Tasmania has long been something of a forgotten part of Australia, both to Australians living on the mainland and to visitors. The island, located off of the southeast tip of Australia, is roughly the size of Belgium andhas a population hovering around five-hundred thousand, with Hobart located in the south as its capital. Tasmania has a lot of space and not a lot of people, making it full of wilderness and fresh produce, and very different to the rest of Australia. Just like the rest of Australia though, it is a foodies paradise and has also developed its own coffee scene, where concepts of what sustainable small business models can be get tested and tried.
One of these is Pilgrim Coffee and its subsidiary businesses. Set up by Will Priestly, a seasoned barista competitor (2nd in the World Latte Art Championship 2010) and coach. The business has grown from a coffee bar to a full cafe, progressively expanding through one the building, to now also encompassing a burger joint (Standard), and soon to have a full bar with small plate menu.
The cafe has been opened in stages,—last time I was in Hobart it was only the front section: a coffee bar and some seating.

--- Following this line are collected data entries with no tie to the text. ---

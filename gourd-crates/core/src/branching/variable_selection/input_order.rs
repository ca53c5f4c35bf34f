use log::warn;

use super::VariableSelector;
use crate::branching::SelectionContext;
use crate::engine::variables::DomainId;
use crate::propagation::ReadDomains;

/// A [`VariableSelector`] which selects the first variable which is not fixed given the order in
/// the provided list.
#[derive(Debug)]
pub struct InputOrder {
    variables: Vec<DomainId>,
}

impl InputOrder {
    pub fn new(variables: &[DomainId]) -> Self {
        if variables.is_empty() {
            warn!("The InputOrder variable selector was not provided with any variables");
        }
        InputOrder {
            variables: variables.to_vec(),
        }
    }
}

impl VariableSelector for InputOrder {
    fn select_variable(&mut self, context: &mut SelectionContext) -> Option<DomainId> {
        self.variables
            .iter()
            .find(|&&variable| !context.is_fixed(variable))
            .copied()
    }
}

#[cfg(test)]
mod tests {
    use rand::rngs::SmallRng;
    use rand::SeedableRng;

    use super::*;
    use crate::engine::State;

    #[test]
    fn the_first_unfixed_variable_is_selected() {
        let mut state = State::new();
        let variables = (0..3)
            .map(|_| state.new_interval_variable(0, 5).expect("non-empty"))
            .collect::<Vec<_>>();
        let _ = state.post_assign(variables[0], 2).expect("in the domain");
        let mut random = SmallRng::seed_from_u64(42);
        let mut strategy = InputOrder::new(&variables);

        let mut context = SelectionContext::new(&state, &mut random);
        assert_eq!(strategy.select_variable(&mut context), Some(variables[1]));
    }

    #[test]
    fn nothing_is_selected_when_all_variables_are_fixed() {
        let mut state = State::new();
        let variable = state.new_interval_variable(3, 3).expect("non-empty");
        let mut random = SmallRng::seed_from_u64(42);
        let mut strategy = InputOrder::new(&[variable]);

        let mut context = SelectionContext::new(&state, &mut random);
        assert_eq!(strategy.select_variable(&mut context), None);
    }
}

Over the last two years Pilgrim have opened kitchen and expanded a second seating around, now adjoining the original and reserved mainly for dining.
The design is well thought out and allows for 80 covers, serving coffee from Sensory Lab, Small Batch, and Code Black. The food produced is locally sourced, the bread is baked onsite, and the mince for the burgers is prepared daily by a Californian chef—for me, it’s the best American style burger you’re going to get south of the equator.
I caught up with Will Priestly over a coffee to see what he has been up to since I last saw him two years ago.
Hobart is a small city and yours is one of the busiest cafes. How does your business model compare to models in larger cities?
We do about an average 600 cups a day and up to about 700 on a really busy one. What we do have here is a really good model for a cafe in a smaller city. Cause we’ve gone into a building that was ruined, it’s in a central location opposite a hospital, the police headquarters and as its not a big city the rent is what you would have to pay to get a space a quarter of the size in a side street in Melbourne.
When I moved back in 2011 I was going to get this unit or nothing else as this is Hobart’s socioeonomic centre. You’ve got the doctors, the ambo’s [ambulance workers], the university, hospitality school, and the lawyers all within a few blocks of each other.
I managed to get the secondhand book shop which was here and really run down. So much so that people told me I was crazy. We did up the first section which you would’ve seen. I opened and we sold 400 cups on the first day and everyone shut up.
The current model for a successful cafe, especially in Australia, is full service. Great coffee, great food, great alcohol—a complete package. How do you see the model of combining several different businesses into one operation?
It’s a little bit of a spatial intergration: with the expansion of the kitchen and then the burger shop we’re allowed to have a baker starting with us in a week. This is going to be shared between here and our new shop saving us a chunk of cash every week. I got taught this by an old boss of mine that if you have a great spot, a great fit out, and a great product, great service—what [else] is there? We get great coffee and tea, all produce comes locally, our meat is free range. We try to do the best with what we can. I think recently though, we have had some great cafes opening in Hobart, which is great and keeps the pointy end of the triangle going.
What do you think about roasting for yourself?
Look, I think anyone can turn beans brown, but roasting properly is a lot harder then people assume. There’s been a craze of roast yourself. I’m friends with some of the country’s best roasters, so why would I do a half-ass job myself?
I think also, it works for me focusing on extraction—because we are only doing 600 cups a day we are able still to do things like use only an EK[43 grinder], waste almost no coffee, and use a lower dose to get more out of the coffee.
So what are your thoughts on coffee and where it’s going to go next?
Coffee is really fun down here. I don’t know if you’re aware Tasmania has got some of the world’s cleanest water. It hits the mountains on the west coast and runs down into Hobart. It’s fun cause we get to cheat with all our extractions. We get the clean water, which then runs through the old copper piping in the building which are calcium-encrusted. Where it picks up 90 to 100 parts per million in calcium which is great for extracting coffee. So we get really soft water which is high in calcium at the optimum parts per million and that comes out of the spigot. We get heaps of people coming from the mainland cafes and roasters from Melbourne saying “oh the coffee tastes so much better down here.” We get to cheat, it’s fantastic.
But in all fairness, what I think is important, is that we start learning from other industries. Coffee people—and this includes myself—are so pig-headed. If you look at all fermented beverages, we are the only fermented beverage that doesn’t control what yeast we use. I think if we put enough attention into it we could bring in coffees which are on the 70% scale going to commodity, up to specialty and help the farmers have a better life.